What would happen in a world where the interest rate on borrowings is 60% per annum? Indebtedness, daily struggles, failing businesses, anxiety; this is the reality for millions of Indian poor.

Lata works in my house and a few months ago she borrowed a sum of INR 1 lakh for her son’s surgery from a local moneylender, at an interest rate of INR 60,000 per annum. Contrast this with the average lending rate in the formal banking sector which ranges from 11% to 24% per annum. “Life is good otherwise. My husband and I earn enough to support our family. However, this loan gives me anxiety.
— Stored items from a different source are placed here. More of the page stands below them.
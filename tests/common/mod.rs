#![allow(dead_code)]

use reqwest::Url;
use std::io;
use std::sync::{Arc, Mutex};
use tokio::io::{AsyncReadExt, AsyncWriteExt};
use tokio::net::TcpListener;
use tokio::task::JoinHandle;
use tracing_subscriber::fmt::MakeWriter;

#[derive(Debug, Clone)]
pub struct CapturedRequest {
    pub method: String,
    pub target: String,
    pub headers: Vec<(String, String)>,
    pub body: String,
}

impl CapturedRequest {
    pub fn header(&self, name: &str) -> Option<&str> {
        self.headers
            .iter()
            .find(|(k, _)| k.eq_ignore_ascii_case(name))
            .map(|(_, v)| v.as_str())
    }

    pub fn url(&self) -> Url {
        Url::parse("http://127.0.0.1").unwrap().join(&self.target).unwrap()
    }
}

/// Serve `responses` in order, one connection each, and hand back what was
/// received once all of them have been answered.
pub async fn serve(responses: Vec<(u16, String)>) -> (Url, JoinHandle<Vec<CapturedRequest>>) {
    let listener = TcpListener::bind(("127.0.0.1", 0)).await.unwrap();
    let port = listener.local_addr().unwrap().port();
    let base = Url::parse(&format!("http://127.0.0.1:{}/", port)).unwrap();

    let handle = tokio::spawn(async move {
        let mut captured = Vec::new();
        for (status, body) in responses {
            let (mut stream, _) = listener.accept().await.unwrap();
            captured.push(read_request(&mut stream).await);
            let response = format!(
                "HTTP/1.1 {} X\r\nContent-Type: application/json\r\nContent-Length: {}\r\nConnection: close\r\n\r\n{}",
                status,
                body.len(),
                body
            );
            stream.write_all(response.as_bytes()).await.unwrap();
            stream.shutdown().await.unwrap();
        }
        captured
    });
    (base, handle)
}

async fn read_request(stream: &mut tokio::net::TcpStream) -> CapturedRequest {
    let mut buf = Vec::new();
    let mut chunk = [0u8; 4096];
    let header_end = loop {
        let n = stream.read(&mut chunk).await.unwrap();
        assert!(n > 0, "connection closed before headers");
        buf.extend_from_slice(&chunk[..n]);
        if let Some(pos) = buf.windows(4).position(|w| w == b"\r\n\r\n") {
            break pos + 4;
        }
    };

    let head = String::from_utf8_lossy(&buf[..header_end]).to_string();
    let mut lines = head.split("\r\n");
    let request_line = lines.next().unwrap_or_default();
    let mut parts = request_line.split_whitespace();
    let method = parts.next().unwrap_or_default().to_string();
    let target = parts.next().unwrap_or_default().to_string();
    let headers: Vec<(String, String)> = lines
        .filter_map(|l| l.split_once(':'))
        .map(|(k, v)| (k.trim().to_string(), v.trim().to_string()))
        .collect();

    let content_length = headers
        .iter()
        .find(|(k, _)| k.eq_ignore_ascii_case("content-length"))
        .and_then(|(_, v)| v.parse::<usize>().ok())
        .unwrap_or(0);
    while buf.len() < header_end + content_length {
        let n = stream.read(&mut chunk).await.unwrap();
        assert!(n > 0, "connection closed before body");
        buf.extend_from_slice(&chunk[..n]);
    }
    let body = String::from_utf8_lossy(&buf[header_end..header_end + content_length]).to_string();

    CapturedRequest {
        method,
        target,
        headers,
        body,
    }
}

/// Console output collected at INFO level without colour, time or target,
/// so lines end with the logged message.
#[derive(Clone, Default)]
pub struct LogCapture(Arc<Mutex<Vec<u8>>>);

impl LogCapture {
    /// Route this thread's events into the capture until the guard drops.
    pub fn install(&self) -> tracing::subscriber::DefaultGuard {
        let subscriber = tracing_subscriber::fmt()
            .with_writer(self.clone())
            .with_max_level(tracing::Level::INFO)
            .with_ansi(false)
            .with_target(false)
            .without_time()
            .finish();
        tracing::subscriber::set_default(subscriber)
    }

    pub fn lines(&self) -> Vec<String> {
        let buf = self.0.lock().unwrap();
        String::from_utf8_lossy(&buf)
            .lines()
            .map(|l| l.trim_end().to_string())
            .collect()
    }
}

pub struct LogWriter(Arc<Mutex<Vec<u8>>>);

impl io::Write for LogWriter {
    fn write(&mut self, buf: &[u8]) -> io::Result<usize> {
        self.0.lock().unwrap().extend_from_slice(buf);
        Ok(buf.len())
    }

    fn flush(&mut self) -> io::Result<()> {
        Ok(())
    }
}

impl<'a> MakeWriter<'a> for LogCapture {
    type Writer = LogWriter;

    fn make_writer(&'a self) -> Self::Writer {
        LogWriter(self.0.clone())
    }
}

/// Assert that the captured lines are exactly `expected`, in order, each as
/// `(level, message)` where the line ends with the message.
pub fn assert_log_lines(lines: &[String], expected: &[(&str, &str)]) {
    assert_eq!(lines.len(), expected.len(), "log lines: {:#?}", lines);
    for (line, (level, message)) in lines.iter().zip(expected) {
        assert!(line.trim_start().starts_with(level), "{:?} is not {}", line, level);
        assert!(line.ends_with(message), "{:?} does not end with {:?}", line, message);
    }
}
#[cfg(test)]
mod tests {
    use super::*;
    use tempfile::tempdir;
    use tokio::io::AsyncReadExt;
    use tokio::net::TcpStream;

    fn secret() -> ClientSecret {
        serde_json::from_str(r#"{"client_id":"cid","client_secret":"cs"}"#).unwrap()
    }

    #[test]
    fn authorize_url_carries_offline_access_and_state() {
        let url = build_authorize_url(
            &secret(),
            "http://127.0.0.1:5555/",
            &[DRIVE_READONLY_SCOPE.to_string()],
            "st4te",
        )
        .unwrap();
        let pairs: std::collections::HashMap<_, _> = url.query_pairs().into_owned().collect();
        assert_eq!(url.host_str(), Some("accounts.google.com"));
        assert_eq!(pairs["client_id"], "cid");
        assert_eq!(pairs["redirect_uri"], "http://127.0.0.1:5555/");
        assert_eq!(pairs["scope"], DRIVE_READONLY_SCOPE);
        assert_eq!(pairs["state"], "st4te");
        assert_eq!(pairs["access_type"], "offline");
        assert_eq!(pairs["response_type"], "code");
    }

    #[test]
    fn parse_callback_variants() {
        assert_eq!(
            parse_callback("GET /?state=s&code=4%2Fabc HTTP/1.1\r\n"),
            Callback::Code {
                code: "4/abc".into(),
                state: Some("s".into())
            }
        );
        assert_eq!(
            parse_callback("GET /?error=access_denied&state=s HTTP/1.1"),
            Callback::Denied("access_denied".into())
        );
        assert_eq!(parse_callback("GET /favicon.ico HTTP/1.1"), Callback::Ignored);
        assert_eq!(parse_callback(""), Callback::Ignored);
    }

    async fn browser_hit(port: u16, path: &str) -> String {
        let mut stream = TcpStream::connect(("127.0.0.1", port)).await.unwrap();
        let req = format!("GET {} HTTP/1.1\r\nHost: 127.0.0.1\r\n\r\n", path);
        stream.write_all(req.as_bytes()).await.unwrap();
        let mut out = String::new();
        stream.read_to_string(&mut out).await.unwrap();
        out
    }

    #[tokio::test]
    async fn callback_skips_stray_requests_and_returns_code() {
        let listener = TcpListener::bind(("127.0.0.1", 0)).await.unwrap();
        let port = listener.local_addr().unwrap().port();
        let browser = tokio::spawn(async move {
            let first = browser_hit(port, "/favicon.ico").await;
            let second = browser_hit(port, "/?code=the-code&state=expected").await;
            (first, second)
        });

        let code = wait_for_callback(&listener, "expected").await.unwrap();
        assert_eq!(code, "the-code");
        let (first, second) = browser.await.unwrap();
        assert!(first.starts_with("HTTP/1.1 404"));
        assert!(second.starts_with("HTTP/1.1 200"));
    }

    #[tokio::test]
    async fn callback_rejects_state_mismatch() {
        let listener = TcpListener::bind(("127.0.0.1", 0)).await.unwrap();
        let port = listener.local_addr().unwrap().port();
        let browser = tokio::spawn(async move { browser_hit(port, "/?code=c&state=other").await });

        let err = wait_for_callback(&listener, "expected").await.unwrap_err();
        assert!(matches!(err, AuthError::Consent(_)));
        assert!(browser.await.unwrap().starts_with("HTTP/1.1 400"));
    }

    #[tokio::test]
    async fn file_store_round_trip_and_missing_file() {
        let td = tempdir().unwrap();
        let store = FileCredentialStore::new(td.path().join("nested").join("token.json"));
        assert!(store.load().await.unwrap().is_none());

        let cred = Credential {
            access_token: "a".into(),
            refresh_token: Some("r".into()),
            expires_at: None,
            token_type: "Bearer".into(),
            scope: Some(DRIVE_READONLY_SCOPE.into()),
        };
        store.save(&cred).await.unwrap();
        assert_eq!(store.load().await.unwrap(), Some(cred));

        #[cfg(unix)]
        {
            use std::os::unix::fs::PermissionsExt;
            let mode = std::fs::metadata(store.path()).unwrap().permissions().mode();
            assert_eq!(mode & 0o777, 0o600);
        }
    }

    #[tokio::test]
    async fn corrupt_store_is_an_auth_error() {
        let td = tempdir().unwrap();
        let path = td.path().join("token.json");
        std::fs::write(&path, "access_token=abc").unwrap();
        let err = FileCredentialStore::new(&path).load().await.unwrap_err();
        assert!(matches!(err, AuthError::CorruptCredential { .. }));
    }

    #[tokio::test]
    async fn missing_client_secret_is_reported() {
        let td = tempdir().unwrap();
        let err = read_client_secret(&td.path().join("credentials.json"))
            .await
            .unwrap_err();
        assert!(matches!(err, AuthError::ClientSecretIo { .. }));

        let p = td.path().join("empty.json");
        std::fs::write(&p, "{}").unwrap();
        let err = read_client_secret(&p).await.unwrap_err();
        assert!(matches!(err, AuthError::ClientSecretMissing(_)));
    }
}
I have a feeling that I will be paying this interest for the rest of my life.” says Lata.

Sattva_Insights_PredatoryLending

Credit is necessary to ensure the dignity, shared prosperity, financial stability, and secured well-being of people. It provides access to education and healthcare, a means of undertaking business, and fulfils emergency needs. However, predatory lending often inhibits the growth and cash flows of the poor, strangling them with a lifetime of debt. A seven-year-long longitudinal impact study commissioned by SIDBI discovered that the poor – without access to formal sector loans – pay an interest rate of 60% per annum or more to moneylenders on an average (EDA, 2004). In spite of this huge interest payout, nearly 20% of the loans in rural India and 16% of the loans in urban India are sourced from moneylenders alone (IHDS-II). In our country, where finance is seen as the backbone of economic growth and a means of elevating residents out of poverty, it has become imperative to eliminate the widespread influence of informal credit.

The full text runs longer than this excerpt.